DIRECTIONS FOR THIS TASK.
Every record must come back exactly as given.

TASK INPUTS.
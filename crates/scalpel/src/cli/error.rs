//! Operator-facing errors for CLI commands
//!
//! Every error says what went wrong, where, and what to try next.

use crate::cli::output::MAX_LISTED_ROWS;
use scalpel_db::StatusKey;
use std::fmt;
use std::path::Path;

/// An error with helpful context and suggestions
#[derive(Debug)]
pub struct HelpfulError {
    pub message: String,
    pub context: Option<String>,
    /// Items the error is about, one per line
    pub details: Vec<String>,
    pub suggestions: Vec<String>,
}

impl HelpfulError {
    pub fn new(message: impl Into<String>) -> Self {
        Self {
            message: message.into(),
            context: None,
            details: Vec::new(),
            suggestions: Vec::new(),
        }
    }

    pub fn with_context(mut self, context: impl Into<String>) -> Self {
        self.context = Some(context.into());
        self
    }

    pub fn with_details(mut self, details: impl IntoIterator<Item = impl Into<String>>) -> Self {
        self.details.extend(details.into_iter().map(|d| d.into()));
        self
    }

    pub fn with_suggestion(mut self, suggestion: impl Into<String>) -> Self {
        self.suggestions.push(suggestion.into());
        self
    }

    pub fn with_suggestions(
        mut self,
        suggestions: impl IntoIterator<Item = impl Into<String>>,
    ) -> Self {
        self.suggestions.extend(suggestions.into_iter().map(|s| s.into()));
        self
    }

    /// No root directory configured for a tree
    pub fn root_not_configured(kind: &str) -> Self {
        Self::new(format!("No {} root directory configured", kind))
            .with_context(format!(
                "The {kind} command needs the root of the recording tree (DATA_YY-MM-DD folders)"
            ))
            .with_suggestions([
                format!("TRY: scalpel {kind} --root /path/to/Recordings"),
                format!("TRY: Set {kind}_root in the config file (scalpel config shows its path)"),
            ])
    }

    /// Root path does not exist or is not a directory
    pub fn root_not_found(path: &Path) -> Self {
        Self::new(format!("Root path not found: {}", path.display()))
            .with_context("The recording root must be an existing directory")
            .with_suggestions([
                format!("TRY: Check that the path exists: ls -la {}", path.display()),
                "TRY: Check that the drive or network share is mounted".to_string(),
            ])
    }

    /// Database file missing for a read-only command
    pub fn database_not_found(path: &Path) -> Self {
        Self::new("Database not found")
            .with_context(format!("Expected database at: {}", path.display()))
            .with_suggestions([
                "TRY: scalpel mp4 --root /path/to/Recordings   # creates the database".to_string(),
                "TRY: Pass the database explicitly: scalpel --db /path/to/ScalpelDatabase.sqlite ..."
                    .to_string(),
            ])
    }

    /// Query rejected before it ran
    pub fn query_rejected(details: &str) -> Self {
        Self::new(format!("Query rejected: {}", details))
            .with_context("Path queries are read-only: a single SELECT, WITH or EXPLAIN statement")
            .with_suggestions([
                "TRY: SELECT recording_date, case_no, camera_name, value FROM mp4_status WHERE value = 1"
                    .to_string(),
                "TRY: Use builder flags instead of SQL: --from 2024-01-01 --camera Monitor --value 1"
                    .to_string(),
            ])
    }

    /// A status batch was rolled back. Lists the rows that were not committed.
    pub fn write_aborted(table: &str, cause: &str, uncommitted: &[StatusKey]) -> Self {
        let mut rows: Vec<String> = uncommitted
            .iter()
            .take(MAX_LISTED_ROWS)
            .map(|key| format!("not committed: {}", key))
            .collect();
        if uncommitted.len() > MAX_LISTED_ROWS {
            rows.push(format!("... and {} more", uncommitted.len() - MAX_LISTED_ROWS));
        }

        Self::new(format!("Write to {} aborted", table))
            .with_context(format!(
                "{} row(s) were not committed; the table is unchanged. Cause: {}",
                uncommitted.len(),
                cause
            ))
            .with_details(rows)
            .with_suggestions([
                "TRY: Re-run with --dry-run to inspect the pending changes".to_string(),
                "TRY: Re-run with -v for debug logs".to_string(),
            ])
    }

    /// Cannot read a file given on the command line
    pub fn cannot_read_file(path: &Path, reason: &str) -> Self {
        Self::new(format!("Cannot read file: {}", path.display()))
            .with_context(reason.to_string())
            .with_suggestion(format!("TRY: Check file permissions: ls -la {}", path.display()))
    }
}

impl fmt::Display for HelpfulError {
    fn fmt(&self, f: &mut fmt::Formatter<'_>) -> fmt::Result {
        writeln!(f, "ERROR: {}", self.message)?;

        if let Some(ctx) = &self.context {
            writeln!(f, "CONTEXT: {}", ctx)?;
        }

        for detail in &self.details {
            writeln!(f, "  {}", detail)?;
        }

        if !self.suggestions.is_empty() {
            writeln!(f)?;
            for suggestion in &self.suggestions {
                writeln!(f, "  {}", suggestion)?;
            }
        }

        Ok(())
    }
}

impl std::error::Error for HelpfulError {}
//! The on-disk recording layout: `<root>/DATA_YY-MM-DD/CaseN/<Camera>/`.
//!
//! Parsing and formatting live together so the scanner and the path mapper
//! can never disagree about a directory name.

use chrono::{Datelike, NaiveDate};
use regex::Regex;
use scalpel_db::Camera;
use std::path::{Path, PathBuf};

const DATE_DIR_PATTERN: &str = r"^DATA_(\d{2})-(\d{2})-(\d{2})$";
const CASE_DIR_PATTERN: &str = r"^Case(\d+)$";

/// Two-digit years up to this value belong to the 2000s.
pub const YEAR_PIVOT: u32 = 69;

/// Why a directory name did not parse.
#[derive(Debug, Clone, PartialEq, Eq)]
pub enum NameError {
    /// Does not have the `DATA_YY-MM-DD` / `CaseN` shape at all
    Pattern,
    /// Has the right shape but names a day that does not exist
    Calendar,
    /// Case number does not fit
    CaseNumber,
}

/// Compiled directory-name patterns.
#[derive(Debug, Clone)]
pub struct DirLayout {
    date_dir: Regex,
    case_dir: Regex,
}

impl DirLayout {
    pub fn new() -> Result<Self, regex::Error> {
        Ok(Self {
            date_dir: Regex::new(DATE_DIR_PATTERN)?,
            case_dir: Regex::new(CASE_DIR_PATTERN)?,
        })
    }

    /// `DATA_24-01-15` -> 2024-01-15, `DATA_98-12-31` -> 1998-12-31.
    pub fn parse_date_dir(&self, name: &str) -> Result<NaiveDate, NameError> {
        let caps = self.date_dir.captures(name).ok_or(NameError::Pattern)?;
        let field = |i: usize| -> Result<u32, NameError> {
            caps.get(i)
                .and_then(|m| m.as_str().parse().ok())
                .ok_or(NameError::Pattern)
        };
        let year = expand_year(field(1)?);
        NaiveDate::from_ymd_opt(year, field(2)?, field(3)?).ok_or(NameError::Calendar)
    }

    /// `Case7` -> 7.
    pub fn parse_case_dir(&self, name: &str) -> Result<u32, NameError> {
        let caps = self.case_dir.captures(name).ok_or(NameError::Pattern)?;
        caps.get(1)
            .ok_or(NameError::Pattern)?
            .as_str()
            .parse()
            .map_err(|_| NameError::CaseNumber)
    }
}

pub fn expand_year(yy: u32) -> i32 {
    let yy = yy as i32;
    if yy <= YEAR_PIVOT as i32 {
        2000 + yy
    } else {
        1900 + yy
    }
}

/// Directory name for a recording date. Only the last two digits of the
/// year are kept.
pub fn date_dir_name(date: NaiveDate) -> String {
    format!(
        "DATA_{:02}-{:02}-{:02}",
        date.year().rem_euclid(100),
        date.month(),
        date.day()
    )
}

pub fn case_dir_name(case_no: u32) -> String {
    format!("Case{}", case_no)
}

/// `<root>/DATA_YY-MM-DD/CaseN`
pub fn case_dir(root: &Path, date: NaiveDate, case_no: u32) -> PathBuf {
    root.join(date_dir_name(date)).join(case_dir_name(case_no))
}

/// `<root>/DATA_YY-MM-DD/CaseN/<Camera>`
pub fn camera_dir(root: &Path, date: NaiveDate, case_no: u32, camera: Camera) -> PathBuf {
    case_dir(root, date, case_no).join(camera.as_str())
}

TASK ANSWER.
filename crates/scalpel/src/cli/error.rs
//! Operator-facing errors for CLI commands
//!
//! Every error says what went wrong, where, and what to try next.

use crate::cli::output::MAX_LISTED_ROWS;
use scalpel_db::StatusKey;
use std::fmt;
use std::path::Path;

/// An error with helpful context and suggestions
#[derive(Debug)]
pub struct HelpfulError {
    pub message: String,
    pub context: Option<String>,
    /// Items the error is about, one per line
    pub details: Vec<String>,
    pub suggestions: Vec<String>,
}

impl HelpfulError {
    pub fn new(message: impl Into<String>) -> Self {
        Self {
            message: message.into(),
            context: None,
            details: Vec::new(),
            suggestions: Vec::new(),
        }
    }

    pub fn with_context(mut self, context: impl Into<String>) -> Self {
        self.context = Some(context.into());
        self
    }

    pub fn with_details(mut self, details: impl IntoIterator<Item = impl Into<String>>) -> Self {
        self.details.extend(details.into_iter().map(|d| d.into()));
        self
    }

    pub fn with_suggestion(mut self, suggestion: impl Into<String>) -> Self {
        self.suggestions.push(suggestion.into());
        self
    }

    pub fn with_suggestions(
        mut self,
        suggestions: impl IntoIterator<Item = impl Into<String>>,
    ) -> Self {
        self.suggestions.extend(suggestions.into_iter().map(|s| s.into()));
        self
    }

    /// No root directory configured for a tree
    pub fn root_not_configured(kind: &str) -> Self {
        Self::new(format!("No {} root directory configured", kind))
            .with_context(format!(
                "The {kind} command needs the root of the recording tree (DATA_YY-MM-DD folders)"
            ))
            .with_suggestions([
                format!("TRY: scalpel {kind} --root /path/to/Recordings"),
                format!("TRY: Set {kind}_root in the config file (scalpel config shows its path)"),
            ])
    }

    /// Root path does not exist or is not a directory
    pub fn root_not_found(path: &Path) -> Self {
        Self::new(format!("Root path not found: {}", path.display()))
            .with_context("The recording root must be an existing directory")
            .with_suggestions([
                format!("TRY: Check that the path exists: ls -la {}", path.display()),
                "TRY: Check that the drive or network share is mounted".to_string(),
            ])
    }

    /// Database file missing for a read-only command
    pub fn database_not_found(path: &Path) -> Self {
        Self::new("Database not found")
            .with_context(format!("Expected database at: {}", path.display()))
            .with_suggestions([
                "TRY: scalpel mp4 --root /path/to/Recordings   # creates the database".to_string(),
                "TRY: Pass the database explicitly: scalpel --db /path/to/ScalpelDatabase.sqlite ..."
                    .to_string(),
            ])
    }

    /// Query rejected before it ran
    pub fn query_rejected(details: &str) -> Self {
        Self::new(format!("Query rejected: {}", details))
            .with_context("Path queries are read-only: a single SELECT, WITH or EXPLAIN statement")
            .with_suggestions([
                "TRY: SELECT recording_date, case_no, camera_name, value FROM mp4_status WHERE value = 1"
                    .to_string(),
                "TRY: Use builder flags instead of SQL: --from 2024-01-01 --camera Monitor --value 1"
                    .to_string(),
            ])
    }

    /// A status batch was rolled back. Lists the rows that were not committed.
    pub fn write_aborted(table: &str, cause: &str, uncommitted: &[StatusKey]) -> Self {
        let mut rows: Vec<String> = uncommitted
            .iter()
            .take(MAX_LISTED_ROWS)
            .map(|key| format!("not committed: {}", key))
            .collect();
        if uncommitted.len() > MAX_LISTED_ROWS {
            rows.push(format!("... and {} more", uncommitted.len() - MAX_LISTED_ROWS));
        }

        Self::new(format!("Write to {} aborted", table))
            .with_context(format!(
                "{} row(s) were not committed; the table is unchanged. Cause: {}",
                uncommitted.len(),
                cause
            ))
            .with_details(rows)
            .with_suggestions([
                "TRY: Re-run with --dry-run to inspect the pending changes".to_string(),
                "TRY: Re-run with -v for debug logs".to_string(),
            ])
    }

    /// Cannot read a file given on the command line
    pub fn cannot_read_file(path: &Path, reason: &str) -> Self {
        Self::new(format!("Cannot read file: {}", path.display()))
            .with_context(reason.to_string())
            .with_suggestion(format!("TRY: Check file permissions: ls -la {}", path.display()))
    }
}

impl fmt::Display for HelpfulError {
    fn fmt(&self, f: &mut fmt::Formatter<'_>) -> fmt::Result {
        writeln!(f, "ERROR: {}", self.message)?;

        if let Some(ctx) = &self.context {
            writeln!(f, "CONTEXT: {}", ctx)?;
        }

        for detail in &self.details {
            writeln!(f, "  {}", detail)?;
        }

        if !self.suggestions.is_empty() {
            writeln!(f)?;
            for suggestion in &self.suggestions {
                writeln!(f, "  {}", suggestion)?;
            }
        }

        Ok(())
    }
}

impl std::error::Error for HelpfulError {}
//! The on-disk recording layout: `<root>/DATA_YY-MM-DD/CaseN/<Camera>/`.
//!
//! Parsing and formatting live together so the scanner and the path mapper
//! can never disagree about a directory name.

use chrono::{Datelike, NaiveDate};
use regex::Regex;
use scalpel_db::Camera;
use std::path::{Path, PathBuf};

const DATE_DIR_PATTERN: &str = r"^DATA_(\d{2})-(\d{2})-(\d{2})$";
const CASE_DIR_PATTERN: &str = r"^Case(\d+)$";

/// Two-digit years up to this value belong to the 2000s.
pub const YEAR_PIVOT: u32 = 69;

/// Why a directory name did not parse.
#[derive(Debug, Clone, PartialEq, Eq)]
pub enum NameError {
    /// Does not have the `DATA_YY-MM-DD` / `CaseN` shape at all
    Pattern,
    /// Has the right shape but names a day that does not exist
    Calendar,
    /// Case number does not fit
    CaseNumber,
}

/// Compiled directory-name patterns.
#[derive(Debug, Clone)]
pub struct DirLayout {
    date_dir: Regex,
    case_dir: Regex,
}

impl DirLayout {
    pub fn new() -> Result<Self, regex::Error> {
        Ok(Self {
            date_dir: Regex::new(DATE_DIR_PATTERN)?,
            case_dir: Regex::new(CASE_DIR_PATTERN)?,
        })
    }

    /// `DATA_24-01-15` -> 2024-01-15, `DATA_98-12-31` -> 1998-12-31.
    pub fn parse_date_dir(&self, name: &str) -> Result<NaiveDate, NameError> {
        let caps = self.date_dir.captures(name).ok_or(NameError::Pattern)?;
        let field = |i: usize| -> Result<u32, NameError> {
            caps.get(i)
                .and_then(|m| m.as_str().parse().ok())
                .ok_or(NameError::Pattern)
        };
        let year = expand_year(field(1)?);
        NaiveDate::from_ymd_opt(year, field(2)?, field(3)?).ok_or(NameError::Calendar)
    }

    /// `Case7` -> 7.
    pub fn parse_case_dir(&self, name: &str) -> Result<u32, NameError> {
        let caps = self.case_dir.captures(name).ok_or(NameError::Pattern)?;
        caps.get(1)
            .ok_or(NameError::Pattern)?
            .as_str()
            .parse()
            .map_err(|_| NameError::CaseNumber)
    }
}

pub fn expand_year(yy: u32) -> i32 {
    let yy = yy as i32;
    if yy <= YEAR_PIVOT as i32 {
        2000 + yy
    } else {
        1900 + yy
    }
}

/// Directory name for a recording date. Only the last two digits of the
/// year are kept.
pub fn date_dir_name(date: NaiveDate) -> String {
    format!(
        "DATA_{:02}-{:02}-{:02}",
        date.year().rem_euclid(100),
        date.month(),
        date.day()
    )
}

pub fn case_dir_name(case_no: u32) -> String {
    format!("Case{}", case_no)
}

/// `<root>/DATA_YY-MM-DD/CaseN`
pub fn case_dir(root: &Path, date: NaiveDate, case_no: u32) -> PathBuf {
    root.join(date_dir_name(date)).join(case_dir_name(case_no))
}

/// `<root>/DATA_YY-MM-DD/CaseN/<Camera>`
pub fn camera_dir(root: &Path, date: NaiveDate, case_no: u32, camera: Camera) -> PathBuf {
    case_dir(root, date, case_no).join(camera.as_str())
}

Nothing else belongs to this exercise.